- Born: July 28, 1997 (age 28)
- Origin: Cardiff, Wales
- Education: Leeds Conservatoire
- Genres: Celtic pop
- Occupation: singer-songwriter
- Website: malihaf.com

= Mali Hâf =

Welsh-language singer

Mali Hâf (born July 28 1997) is a Welsh-language singer from Cardiff, Wales, who appeared at Glastonbury Festival 2025.

== Early life ==
Mali Hâf grew up in Wales and learnt piano at a young age. She has a sister called Sioned, and her grandparents lived in Llanfarian near Aberystwyth.

Hâf studied Popular Music at Leeds Conservatoire.

== Career ==
Mali Hâf's single Mae Hen Wlad fy Mamau (H.W.F.M) (English: Old Land of My Mothers) became popular on radio and social media in 2025. It is a reimagining of the Welsh anthem, Hen Wlad Fy Nhadau (English: Old Land of My Fathers). The song won her the 6 Music Roundtable competition, despite the judges not understanding Welsh.

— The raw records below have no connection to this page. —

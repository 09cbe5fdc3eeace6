//! Print an argon2 hash suitable for the `users.password` column.
//!
//! Usage: `hash_password <plaintext>`

use cutiscura::auth::password::hash_password;

fn main() -> anyhow::Result<()> {
    let plain = std::env::args()
        .nth(1)
        .ok_or_else(|| anyhow::anyhow!("usage: hash_password <plaintext>"))?;
    println!("{}", hash_password(&plain)?);
    Ok(())
}
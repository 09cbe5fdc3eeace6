use axum::{extract::State, response::Html};
use tracing::{error, instrument};

use super::dto::{ProductView, ProductsPage};
use crate::{auth::extractors::CurrentUser, error::AppError, state::AppState, views::render};

#[instrument(skip_all)]
pub async fn list_products(
    State(state): State<AppState>,
    CurrentUser(current_user): CurrentUser,
) -> Result<Html<String>, AppError> {
    let (products, error) = match state.store.products().await {
        Ok(rows) => (rows.into_iter().map(ProductView::from).collect(), None),
        Err(e) => {
            error!(error = %e, "fetching products failed");
            (Vec::new(), Some("Unable to load products."))
        }
    };
    render(&ProductsPage {
        title: "Products",
        current_user,
        products,
        error,
    })
}
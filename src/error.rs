use axum::http::StatusCode;
use axum::response::{IntoResponse, Response};
use thiserror::Error;

/// Failures that cannot be turned into a rendered page.
///
/// Query failures never reach this type: handlers log them and re-render the
/// page with empty data instead.
#[derive(Debug, Error)]
pub enum AppError {
    #[error("template rendering failed: {0}")]
    Render(#[from] askama::Error),

    #[error("internal error: {0}")]
    Internal(#[from] anyhow::Error),
}

impl IntoResponse for AppError {
    fn into_response(self) -> Response {
        tracing::error!(error = %self, "request failed");
        (
            StatusCode::INTERNAL_SERVER_ERROR,
            "Something went wrong. Please try again later.",
        )
            .into_response()
    }
}
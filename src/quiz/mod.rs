mod dto;
pub mod handlers;
pub mod services;

use crate::state::AppState;
use axum::{
    routing::{get, post},
    Router,
};

pub fn router() -> Router<AppState> {
    Router::new()
        .route("/quiz", get(handlers::quiz_page))
        .route("/quiz/submit", post(handlers::submit_quiz))
}
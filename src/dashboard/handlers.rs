use axum::{extract::State, response::Html};
use tracing::{error, instrument};

use super::dto::{DashboardPage, RoutineView};
use crate::{
    auth::extractors::CurrentUser, error::AppError, state::AppState, store::DashboardCounts,
    views::render,
};

const ROUTINE_LIMIT: i64 = 6;

#[instrument(skip_all)]
pub async fn index(
    State(state): State<AppState>,
    CurrentUser(current_user): CurrentUser,
) -> Result<Html<String>, AppError> {
    let page = match load(&state).await {
        Ok((stats, routines)) => DashboardPage {
            title: "Dashboard",
            current_user,
            stats,
            routines,
            error: None,
        },
        Err(e) => {
            error!(error = %e, "loading dashboard data failed");
            DashboardPage {
                title: "Dashboard",
                current_user,
                stats: DashboardCounts::default(),
                routines: Vec::new(),
                error: Some("Unable to load stats from the database."),
            }
        }
    };
    render(&page)
}

async fn load(state: &AppState) -> anyhow::Result<(DashboardCounts, Vec<RoutineView>)> {
    let stats = state.store.dashboard_counts().await?;
    let routines = state.store.recent_routines(ROUTINE_LIMIT).await?;
    Ok((stats, routines.into_iter().map(RoutineView::from).collect()))
}
mod dto;
pub mod handlers;

use crate::state::AppState;
use axum::{routing::get, Router};

pub fn router() -> Router<AppState> {
    Router::new().route("/", get(handlers::index))
}
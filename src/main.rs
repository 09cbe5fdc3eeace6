use cutiscura::{app, state::AppState};

#[tokio::main]
async fn main() -> anyhow::Result<()> {
    dotenvy::dotenv().ok();

    let env_filter = std::env::var("RUST_LOG")
        .unwrap_or_else(|_| "cutiscura=debug,axum=info,tower_http=info".to_string());
    let json_logs = std::env::var("LOG_FORMAT")
        .map(|v| v == "json")
        .unwrap_or(false);

    if json_logs {
        tracing_subscriber::fmt()
            .with_env_filter(env_filter)
            .with_target(false)
            .json()
            .init();
    } else {
        tracing_subscriber::fmt().with_env_filter(env_filter).init();
    }

    let app_state = AppState::init().await?;
    let config = app_state.config.clone();

    app::serve(app::build_app(app_state), &config).await
}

Mali Hâf was a runner-up in the Glastonbury Emerging Talent Competition 2025 with her song Esgusodion, winning the opportunity to perform at the festival's BBC Introducing stage.

Hâf's single Llais (released July 2025) was inspired by Chappell Roan, Sabrina Carpenter and Marina. She toured the UK at the end of 2025.

Hâf describes her style as "Celtic pop", and cites David Byrne as an influence, as well as Gwenno, Kate Bush and Björk. She works from a home studio in Cardiff called Gwefus Mefus (English: Strawberry Lips), and releases her music under the Côsh record label.

== Personal life ==
Mali Hâf is from Cardiff, where she worked as a community worker.

Hâf was raised a Buddhist and seeks inspiration from Saraswati.

Hâf was diagnosed with ADHD at 16 and experiences synesthesia. She describes herself as neurodivergent. She takes ADHD medication to help her finish her creative projects.